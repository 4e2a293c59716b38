//! STM32F1 platform bring-up for a CAN firmware-update bootloader
//!
//! This crate owns everything between reset and the bootloader command loop
//! on bxcan-equipped STM32F1 parts:
//!
//! * one-shot CAN transport configuration with direct register access
//!   (bit timing, behavior flags, a single acceptance filter)
//! * the boot-argument store that carries the bootloader/application
//!   decision across a warm reset
//! * the terminal reboot/fault controller
//! * the SysTick session-timeout countdown
//!
//! Bring-up order matters: clocks first (`embassy_stm32::init` with the
//! board's RCC config), then pin routing ([`remap_can_to_pb8_pb9`]), then
//! [`CanInterface::new`], then [`timeout::SessionTimeout::init`]. After that
//! the command loop runs, and every way out goes through [`reboot`].
//!
//! # Feature flags
//!
//! * Pick a target chip: `stm32f103c8` or `stm32f103cb`.
//! * `defmt` or `log` select the logging sink; both default to off.
#![no_std]

#[cfg(not(any(feature = "stm32f103c8", feature = "stm32f103cb")))]
compile_error!("At least one target chip should be chosen");

// This mod MUST go first, so that the others see its macros.
pub(crate) mod fmt;

pub mod boot_arg;
pub mod config;
mod driver;
mod periphery;
mod raw;
pub mod reboot;
pub mod timeout;

pub use driver::{CanInterface, Instance, remap_can_to_pb8_pb9};
use canboot_core::{AcceptanceFilter, NominalBitTiming};
use embassy_stm32::pac::can::Can;

use crate::config;

pub struct Registers {
    regs: Can,
}

impl Registers {
    pub fn new(regs: Can) -> Self {
        Self { regs }
    }

    /// Applies bit timing and behavior flags, then returns to active mode.
    pub fn configure(&self, config: &config::Config) {
        self.enter_init();
        self.set_bit_timing(&config.bit_timing);
        self.set_behavior_flags(config);
        self.leave_init();
    }

    fn enter_init(&self) {
        self.regs.mcr().modify(|w| {
            w.set_sleep(false);
            w.set_inrq(true);
        });
        while !self.regs.msr().read().inak() {}
    }

    fn leave_init(&self) {
        self.regs.mcr().modify(|w| w.set_inrq(false));
        // Hardware clears INAK after monitoring 11 consecutive recessive
        // bits on the bus.
        while self.regs.msr().read().inak() {}
    }

    // Could be written in initialization mode only
    fn set_bit_timing(&self, bt: &NominalBitTiming) {
        self.regs.btr().modify(|w| {
            w.set_brp(bt.prescaler.get() - 1);
            w.set_ts(0, bt.seg1.get() - 1);
            w.set_ts(1, bt.seg2.get() - 1);
            w.set_sjw(bt.sync_jump_width.get() - 1);
        });
    }

    // Could be written in initialization mode only
    fn set_behavior_flags(&self, config: &config::Config) {
        self.regs.mcr().modify(|w| {
            w.set_ttcm(false);
            w.set_abom(config.automatic_bus_off_recovery);
            w.set_awum(false);
            w.set_nart(!config.automatic_retransmission);
            w.set_rflm(config.receive_fifo_locked);
            w.set_txfp(config.transmit_fifo_priority);
        });
    }

    /// Installs the single acceptance filter: bank 0, 32-bit scale, mask
    /// mode, routed to receive FIFO 0.
    pub fn install_filter(&self, filter: &AcceptanceFilter) {
        self.regs.fmr().modify(|w| w.set_finit(true));
        self.regs.fa1r().modify(|w| w.set_fact(0, false));
        self.regs.fs1r().modify(|w| w.set_fsc(0, true));
        self.regs.fm1r().modify(|w| w.set_fbm(0, false));
        self.regs.ffa1r().modify(|w| w.set_ffa(0, false));
        self.regs.fb(0).fr1().write(|w| w.0 = filter.id_word());
        self.regs.fb(0).fr2().write(|w| w.0 = filter.mask_word());
        self.regs.fa1r().modify(|w| w.set_fact(0, true));
        self.regs.fmr().modify(|w| w.set_finit(false));
    }
}
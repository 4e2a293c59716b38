//! Full bring-up and one pass of the reset-mediated handshake.
//!
//! Stands in for the bootloader command loop: consumes the boot argument
//! left by the previous cycle, brings the platform up in order, waits out
//! the session window and leaves through the planned-exit path. Flash the
//! board and watch the argument change across cycles on the RTT log.

#![no_std]
#![no_main]

use bluepill_f103c8::{board, layout, take_page_buffer};
use canboot_core::BootArg;
use canboot_stm32f1::timeout::SessionTimeout;
use canboot_stm32f1::{CanInterface, boot_arg, reboot};
use cortex_m_rt::entry;
use defmt::*;
use embassy_stm32::gpio::{Level, Output, Speed};

#[entry]
fn main() -> ! {
    let p = embassy_stm32::init(board::make_peripheral_config());
    let cp = unwrap!(cortex_m::Peripherals::take());

    // The previous cycle's verdict; consumed exactly once per cycle.
    let argument = boot_arg::take();
    info!("boot argument: {}", argument);

    // LED on while the session runs.
    let _led = Output::new(p.PC13, Level::Low, Speed::Low);

    canboot_stm32f1::remap_can_to_pb8_pb9();
    let _can = CanInterface::new(p.CAN, p.PB8, p.PB9, board::make_can_config());

    let mut session = SessionTimeout::init(cp.SYST, board::CORE_CLOCK, board::SESSION_TIMEOUT_MS);

    let page_buffer = take_page_buffer();
    debug!("staging buffer ready: {} bytes", page_buffer.len());

    match argument {
        BootArg::StartApplication => {
            // A real stage selector would chain-load once the window
            // passes quietly.
            info!(
                "application region: {=u32:#x}, {} bytes",
                layout::APPLICATION.base,
                layout::APPLICATION.size
            );
        }
        BootArg::StartBootloader => info!("running the standard session window"),
        BootArg::StartBootloaderNoTimeout => {
            info!("session has no deadline; ending it by design")
        }
    }

    if argument != BootArg::StartBootloaderNoTimeout {
        while !session.expired() {}
        info!("session window expired");
    }

    reboot::planned_exit()
}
===============
> **What you are asked to do**
Copy out each line of the entries where the word "AcceptanceFilter" is found.

> **Finished task**
use canboot_core::{AcceptanceFilter, NominalBitTiming};
    pub fn install_filter(&self, filter: &AcceptanceFilter) {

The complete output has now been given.